Ieri sera ho cucinato un piatto povero e ricco allo stesso tempo, cicoria e fagioli con un filo d’olio extravergine: rispettivamente l’amaro, la tendenza dolce ed il velluto.

Povero per gli ingredienti e ricco dei sapori della tradizione contadina toscana, che ho conosciuto e amato grazie a mio padre. Tra le due guerre mondiali in quel della collina pistoiese il bollito di manzo era il piatto della festa, del Natale, e il cibo di tutti i giorni era il frutto dei campi e del bosco: polenta, cicorie, cavolo nero, castagne e tanti fagioli.

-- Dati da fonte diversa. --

//! Configuration file handling

use serde::Deserialize;
use std::collections::HashMap;
use std::path::{Path, PathBuf};

use super::paths::config_path;
use super::{Error, Result};
use crate::provider::strategy::SetupStrategy;

/// Main configuration structure
#[derive(Debug, Deserialize, Default)]
pub struct Config {
    /// The packing tool under test
    #[serde(default)]
    pub tool: ToolConfig,

    /// Isolation runtime settings
    #[serde(default)]
    pub provider: ProviderConfig,

    /// Where the prebuilt artifact comes from
    #[serde(default)]
    pub installer: InstallerConfig,

    /// Host identification
    #[serde(default)]
    pub host: HostConfig,

    /// CI job matrix
    #[serde(default)]
    pub matrix: MatrixConfig,
}

/// Settings for the tool under test
#[derive(Debug, Deserialize)]
pub struct ToolConfig {
    /// Executable name or path
    #[serde(default = "default_program")]
    pub program: String,

    /// Author passed to `init --author`
    #[serde(default = "default_author")]
    pub author: String,

    /// Pass `--verbose` to pack and clean
    #[serde(default = "default_true")]
    pub verbose: bool,

    /// Base version written by the scaffold before host pinning
    #[serde(default = "default_scaffold_version")]
    pub scaffold_version: String,

    /// Suffix of the packed artifact
    #[serde(default = "default_artifact_suffix")]
    pub artifact_suffix: String,
}

impl Default for ToolConfig {
    fn default() -> Self {
        Self {
            program: default_program(),
            author: default_author(),
            verbose: true,
            scaffold_version: default_scaffold_version(),
            artifact_suffix: default_artifact_suffix(),
        }
    }
}

fn default_program() -> String {
    "charmcraft".to_string()
}
fn default_author() -> String {
    "testuser".to_string()
}
fn default_true() -> bool {
    true
}
fn default_scaffold_version() -> String {
    "20.04".to_string()
}
fn default_artifact_suffix() -> String {
    ".charm".to_string()
}

/// When privileged runtime commands are prefixed with `sudo`
#[derive(Debug, Clone, Copy, Deserialize, PartialEq, Eq, Default)]
#[serde(rename_all = "snake_case")]
pub enum SudoMode {
    /// Use sudo unless already running as root
    #[default]
    Auto,
    Always,
    Never,
}

impl SudoMode {
    /// Whether privileged commands need a sudo prefix
    pub fn enabled(self) -> bool {
        match self {
            SudoMode::Always => true,
            SudoMode::Never => false,
            SudoMode::Auto => !running_as_root(),
        }
    }
}

#[cfg(unix)]
fn running_as_root() -> bool {
    // SAFETY: geteuid has no preconditions and cannot fail
    unsafe { libc::geteuid() == 0 }
}

#[cfg(not(unix))]
fn running_as_root() -> bool {
    false
}

/// Isolation runtime configuration
#[derive(Debug, Deserialize)]
pub struct ProviderConfig {
    /// Administrative group of the runtime
    #[serde(default = "default_group")]
    pub group: String,

    /// User added to the group; falls back to `$USER`
    #[serde(default)]
    pub user: Option<String>,

    /// Readiness wait timeout in seconds
    #[serde(default = "default_ready_timeout")]
    pub ready_timeout_secs: u64,

    /// LXD project holding the tool's build instances
    #[serde(default = "default_lxd_project")]
    pub lxd_project: String,

    /// Name prefix of build instances removed on destroy
    #[serde(default = "default_instance_prefix")]
    pub instance_prefix: String,

    #[serde(default)]
    pub sudo: SudoMode,

    /// Extra or overriding entries for the OS version setup table
    #[serde(default)]
    pub strategies: HashMap<String, SetupStrategy>,
}

impl Default for ProviderConfig {
    fn default() -> Self {
        Self {
            group: default_group(),
            user: None,
            ready_timeout_secs: default_ready_timeout(),
            lxd_project: default_lxd_project(),
            instance_prefix: default_instance_prefix(),
            sudo: SudoMode::default(),
            strategies: HashMap::new(),
        }
    }
}

fn default_group() -> String {
    "lxd".to_string()
}
fn default_ready_timeout() -> u64 {
    30
}
fn default_lxd_project() -> String {
    "charmcraft".to_string()
}
fn default_instance_prefix() -> String {
    "charmcraft-".to_string()
}

/// Artifact installer configuration
#[derive(Debug, Deserialize)]
pub struct InstallerConfig {
    /// Directory the CI download step placed the artifact in
    #[serde(default)]
    pub artifact_dir: Option<PathBuf>,

    /// File name pattern of the artifact inside that directory
    #[serde(default = "default_artifact_pattern")]
    pub pattern: String,
}

impl Default for InstallerConfig {
    fn default() -> Self {
        Self {
            artifact_dir: None,
            pattern: default_artifact_pattern(),
        }
    }
}

fn default_artifact_pattern() -> String {
    "charmcraft_*.snap".to_string()
}

/// Host identification settings
#[derive(Debug, Deserialize)]
pub struct HostConfig {
    #[serde(default = "default_os_release")]
    pub os_release_path: PathBuf,
}

impl Default for HostConfig {
    fn default() -> Self {
        Self {
            os_release_path: default_os_release(),
        }
    }
}

fn default_os_release() -> PathBuf {
    PathBuf::from("/etc/os-release")
}

/// CI matrix definition
#[derive(Debug, Deserialize)]
pub struct MatrixConfig {
    /// Runner images for the unit-test job
    #[serde(default = "default_unit_os")]
    pub unit_os: Vec<String>,

    /// Interpreter versions for the unit-test job
    #[serde(default = "default_interpreters")]
    pub interpreters: Vec<String>,

    /// Runner images for the smoke-test job
    #[serde(default = "default_smoke_os")]
    pub smoke_os: Vec<String>,
}

impl Default for MatrixConfig {
    fn default() -> Self {
        Self {
            unit_os: default_unit_os(),
            interpreters: default_interpreters(),
            smoke_os: default_smoke_os(),
        }
    }
}

fn default_unit_os() -> Vec<String> {
    ["ubuntu-18.04", "ubuntu-20.04", "macos-10.15", "windows-2019"]
        .into_iter()
        .map(String::from)
        .collect()
}
fn default_interpreters() -> Vec<String> {
    ["3.6", "3.8", "3.9"].into_iter().map(String::from).collect()
}
fn default_smoke_os() -> Vec<String> {
    ["ubuntu-18.04", "ubuntu-20.04"]
        .into_iter()
        .map(String::from)
        .collect()
}

impl Config {
    /// Load configuration
    ///
    /// An explicit path must exist. Without one, the default config file is
    /// used when present and built-in defaults otherwise.
    pub fn load(explicit: Option<&Path>) -> Result<Self> {
        if let Some(path) = explicit {
            return Self::load_from(path);
        }
        if let Some(path) = config_path() {
            if path.exists() {
                return Self::load_from(&path);
            }
        }
        Ok(Self::default())
    }

    /// Load configuration from a specific file
    pub fn load_from(path: &Path) -> Result<Self> {
        let content = std::fs::read_to_string(path).map_err(|e| Error::file_read(path, e))?;
        tracing::debug!(path = %path.display(), "Loaded configuration");
        Self::from_toml(&content)
    }

    /// Parse configuration from TOML text
    pub fn from_toml(content: &str) -> Result<Self> {
        toml::from_str(content).map_err(|e| Error::ConfigParse(e.to_string()))
    }

    /// Readiness wait timeout
    pub fn ready_timeout(&self) -> std::time::Duration {
        std::time::Duration::from_secs(self.provider.ready_timeout_secs)
    }
}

Parlando di questa cultura gastronomica contadina mi viene in mente un altro grande piatto tipico: la cavolata, ovvero una polenta bella soda miscelata con tanto cavolo nero e fagioli e, una volta fredda, affettata e passata sulla griglia o fritta nell’olio.
Era il tempo in cui solo le classi più abbienti mangiavano carni in abbondanza tant’è che una delle malattie più diffuse era, per l’eccesso di proteine, la gotta che però colpiva anche le classi meno abbienti sempre per l’eccesso di proteine ma di origine vegetale, appunto fagioli e castagne.